With the minutes ticking down in the second half, Albert Rivera has made a showy play. With only a week left for the Spanish Congress to invest a prime minister before another election is automatically called, he's offered a "statesman's solution". This proposal, which he had previously mentioned to PP's Pablo Casado, would involve the two parties abstaining on a vote to invest Pedro Sánchez as prime minister, in exchange for certain promises. "We're prepared to do it, but Sánchez has to make a commitment to Spain and the Spanish people," he said after a meeting this Monday with his party's executive.
Rivera's proposal to avoid a fourth general election in as many years comes the same day that kind Felipe VI has started a final round of talks with political parties to find out if any candidate he could nominate would have a chance of being successful. The deadline for a new prime minister to be invested is 23rd September, after which the Congress and Senate will automatically be dissolved and a general election called for 10th November, as happened after the 2015 election. Rivera and Casado met this afternoon in the Congress to discuss the idea.
If Rivera's Cs party abstains, Sánchez could get the simple majority he would need in a second-round of voting. For that abstention, Rivera would want something in exchange. One of Rivera's three conditions related to Catalonia: Sánchez has to commit to not pardoning the pro-independence leaders if they are convicted and sentenced and form a round table to "plan" the application of article 155 of the Spanish Constitution to Catalonia if the government doesn't accept the sentence. Article 155 was the one used by Mariano Rajoy's central government in 2017 to suspend Catalan autonomy and call a parliamentary election.
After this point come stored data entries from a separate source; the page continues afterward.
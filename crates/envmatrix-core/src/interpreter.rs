//! Interpreter hints and their resolution to concrete binaries.
//!
//! An [`Interpreter`] is only a hint ("3.11", "python3", a path). Equality
//! and hashing are declared on the hint, not on the resolved path, so
//! interpreter sets deduplicate before resolution is even attempted.
//! Resolution is deferred until a binary is actually required; a hint that
//! cannot be resolved is carried on the instance and reported at run time.

use std::collections::HashMap;
use std::fmt;
use std::path::{Path, PathBuf};
use std::process::Command;
use std::sync::Mutex;

use crate::config::Settings;
use crate::error::{Error, Result};

/// An interpreter requirement as declared in the spec.
#[derive(Debug, Clone, Eq)]
pub struct Interpreter {
    hint: String,
}

impl Interpreter {
    pub fn new(hint: impl Into<String>) -> Self {
        Self { hint: hint.into() }
    }

    pub fn hint(&self) -> &str {
        &self.hint
    }
}

impl PartialEq for Interpreter {
    fn eq(&self, other: &Self) -> bool {
        self.hint == other.hint
    }
}

impl std::hash::Hash for Interpreter {
    fn hash<H: std::hash::Hasher>(&self, state: &mut H) {
        self.hint.hash(state);
    }
}

impl fmt::Display for Interpreter {
    fn fmt(&self, f: &mut fmt::Formatter<'_>) -> fmt::Result {
        write!(f, "Interpreter('{}')", self.hint)
    }
}

/// A parsed `Python X.Y.Z` version.
#[derive(Debug, Clone, PartialEq, Eq, Hash)]
pub struct PythonVersion {
    pub major: u32,
    pub minor: u32,
    pub micro: u32,
}

impl PythonVersion {
    pub fn new(major: u32, minor: u32, micro: u32) -> Self {
        Self {
            major,
            minor,
            micro,
        }
    }

    /// Parse "3.11.4" (or "3.13.0rc1": trailing non-digits are dropped).
    pub fn parse(s: &str) -> Option<Self> {
        let mut parts = s.trim().split('.').map(|part| {
            let digits: String = part.chars().take_while(|c| c.is_ascii_digit()).collect();
            digits.parse::<u32>().ok()
        });
        Some(Self {
            major: parts.next()??,
            minor: parts.next().flatten().unwrap_or(0),
            micro: parts.next().flatten().unwrap_or(0),
        })
    }

    /// Dot-free form used in on-disk venv names: 3.11.2 -> "3112".
    pub fn compact(&self) -> String {
        format!("{}{}{}", self.major, self.minor, self.micro)
    }

    /// The `lib/pythonX.Y` directory component of a prefix.
    pub fn lib_dir(&self) -> String {
        format!("python{}.{}", self.major, self.minor)
    }
}

impl fmt::Display for PythonVersion {
    fn fmt(&self, f: &mut fmt::Formatter<'_>) -> fmt::Result {
        write!(f, "{}.{}.{}", self.major, self.minor, self.micro)
    }
}

/// A hint resolved against the host: a concrete binary plus its version.
#[derive(Debug, Clone)]
pub struct ResolvedInterpreter {
    hint: String,
    path: PathBuf,
    version: PythonVersion,
}

impl ResolvedInterpreter {
    pub fn new(hint: impl Into<String>, path: impl Into<PathBuf>, version: PythonVersion) -> Self {
        Self {
            hint: hint.into(),
            path: path.into(),
            version,
        }
    }

    pub fn hint(&self) -> &str {
        &self.hint
    }

    pub fn path(&self) -> &Path {
        &self.path
    }

    pub fn version(&self) -> &PythonVersion {
        &self.version
    }

    /// Path of the base venv for this interpreter, e.g.
    /// `.envmatrix/venv_py3112`. Always absolute.
    pub fn base_venv_path(&self, settings: &Settings) -> PathBuf {
        settings
            .absolute_base_path()
            .join(format!("{}{}", settings.venv_prefix, self.version.compact()))
    }

    /// `bin` directory of the base venv.
    pub fn bin_path(&self, settings: &Settings) -> PathBuf {
        self.base_venv_path(settings).join("bin")
    }

    /// Site-packages directory of the base venv.
    pub fn base_site_packages(&self, settings: &Settings) -> PathBuf {
        site_packages(&self.base_venv_path(settings), &self.version)
    }
}

/// Two resolved interpreters are equal iff their hints are.
impl PartialEq for ResolvedInterpreter {
    fn eq(&self, other: &Self) -> bool {
        self.hint == other.hint
    }
}

impl Eq for ResolvedInterpreter {}

impl fmt::Display for ResolvedInterpreter {
    fn fmt(&self, f: &mut fmt::Formatter<'_>) -> fmt::Result {
        write!(f, "Interpreter('{}')", self.hint)
    }
}

/// Site-packages directory for a prefix and interpreter version.
pub fn site_packages(prefix: &Path, version: &PythonVersion) -> PathBuf {
    prefix.join("lib").join(version.lib_dir()).join("site-packages")
}

/// Resolution of a hint to a concrete interpreter binary.
pub trait InterpreterResolver {
    fn resolve(&self, hint: &str) -> Result<ResolvedInterpreter>;
}

/// Resolves hints against the host: tries the hint itself as a path or
/// executable, then `python<hint>` on the PATH, and asks the binary for its
/// real location and version. Results are cached per hint for the lifetime
/// of the process.
#[derive(Debug, Default)]
pub struct HostResolver;

static RESOLUTION_CACHE: Mutex<Option<HashMap<String, Option<(PathBuf, PythonVersion)>>>> =
    Mutex::new(None);

impl InterpreterResolver for HostResolver {
    fn resolve(&self, hint: &str) -> Result<ResolvedInterpreter> {
        if let Ok(mut guard) = RESOLUTION_CACHE.lock() {
            if let Some(cached) = guard.get_or_insert_with(HashMap::new).get(hint) {
                return match cached {
                    Some((path, version)) => {
                        Ok(ResolvedInterpreter::new(hint, path.clone(), version.clone()))
                    }
                    None => Err(Error::InterpreterNotFound {
                        hint: hint.to_string(),
                    }),
                };
            }
        }

        let resolved = resolve_on_host(hint);
        if let Ok(mut guard) = RESOLUTION_CACHE.lock() {
            guard.get_or_insert_with(HashMap::new).insert(
                hint.to_string(),
                resolved
                    .as_ref()
                    .map(|r| (r.path.clone(), r.version.clone())),
            );
        }
        resolved.ok_or_else(|| Error::InterpreterNotFound {
            hint: hint.to_string(),
        })
    }
}

fn resolve_on_host(hint: &str) -> Option<ResolvedInterpreter> {
    for candidate in [hint.to_string(), format!("python{hint}")] {
        let executable = if Path::new(&candidate).exists() {
            Some(PathBuf::from(&candidate))
        } else {
            which::which(&candidate).ok()
        };
        let Some(executable) = executable else {
            continue;
        };

        // Ask the binary for its real location; `python3` is often a
        // symlink chain and venv naming keys off the version anyway.
        let path = match probe(&executable, &["-c", "import sys; print(sys.executable)"]) {
            Some(out) => PathBuf::from(out.trim()),
            None => continue,
        };
        let version = probe(&executable, &["-V"])
            .and_then(|out| out.rsplit(' ').next().and_then(PythonVersion::parse));
        let Some(version) = version else {
            tracing::warn!(executable = %executable.display(), "failed to parse interpreter version");
            continue;
        };

        tracing::debug!(hint, path = %path.display(), %version, "resolved interpreter");
        return Some(ResolvedInterpreter::new(hint, path, version));
    }
    None
}

fn probe(executable: &Path, args: &[&str]) -> Option<String> {
    let output = Command::new(executable).args(args).output().ok()?;
    if !output.status.success() {
        return None;
    }
    // Older interpreters print the version banner on stderr.
    let stdout = String::from_utf8_lossy(&output.stdout);
    if stdout.trim().is_empty() {
        Some(String::from_utf8_lossy(&output.stderr).trim().to_string())
    } else {
        Some(stdout.trim().to_string())
    }
}

#[cfg(test)]
mod tests {
    use super::*;

    #[test]
    fn test_interpreter_equality_is_on_hint() {
        assert_eq!(Interpreter::new("3.8"), Interpreter::new("3.8"));
        assert_ne!(Interpreter::new("3.8"), Interpreter::new("3.9"));

        let a = ResolvedInterpreter::new("3.8", "/usr/bin/python3.8", PythonVersion::new(3, 8, 2));
        let b = ResolvedInterpreter::new("3.8", "/opt/python/bin/python", PythonVersion::new(3, 8, 5));
        assert_eq!(a, b);
    }

    #[test]
    fn test_version_parse() {
        assert_eq!(PythonVersion::parse("3.11.4"), Some(PythonVersion::new(3, 11, 4)));
        assert_eq!(PythonVersion::parse("3.13.0rc1"), Some(PythonVersion::new(3, 13, 0)));
        assert_eq!(PythonVersion::parse("3"), Some(PythonVersion::new(3, 0, 0)));
        assert_eq!(PythonVersion::parse("not-a-version"), None);
    }

    #[test]
    fn test_version_compact_and_lib_dir() {
        let v = PythonVersion::new(3, 11, 2);
        assert_eq!(v.compact(), "3112");
        assert_eq!(v.lib_dir(), "python3.11");
    }

    #[test]
    fn test_base_venv_paths() {
        let settings = Settings::default().with_base_path("/tmp/cache");
        let py = ResolvedInterpreter::new("3.9", "/usr/bin/python3.9", PythonVersion::new(3, 9, 1));
        assert_eq!(
            py.base_venv_path(&settings),
            PathBuf::from("/tmp/cache/venv_py391")
        );
        assert_eq!(
            py.base_site_packages(&settings),
            PathBuf::from("/tmp/cache/venv_py391/lib/python3.9/site-packages")
        );
    }
}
They also want a commitment Sánchez won't raise taxes for families and the self-employed and they want to "recover Navarre for Spain". For them, that means an end to the recently formed coalition between PSN, the local sister party of PSOE, and left-wing and Basque nationalist partners, to form instead a coalition government with Navarre Suma, the electoral coalition which includes the local branches of PP and Cs.
Rivera described this path as being a "constitutionalist government" and argued that it's a "viable solution" to escape the political stalemate in Spain. He said PSOE and Unidas Podemos "have for months been making us lose time and money".
"If the left is fighting, we constitutionalists have to be up to standard", he said, although he was less critical than normal of Sánchez. "If he's able to say 'yes' to these three commitments, today we can tell the Spanish people there won't be an election".
Sánchez responded within hours, saying: "There's no real obstacle to them abstaining, which is what we've been asking for since 28th April." Parties sources added: "There's a government in Navarre which defends the Constitution; in Catalonia too, the Spanish government is ensuring the Constitution is obeyed; and we want to lower taxes on the middle class."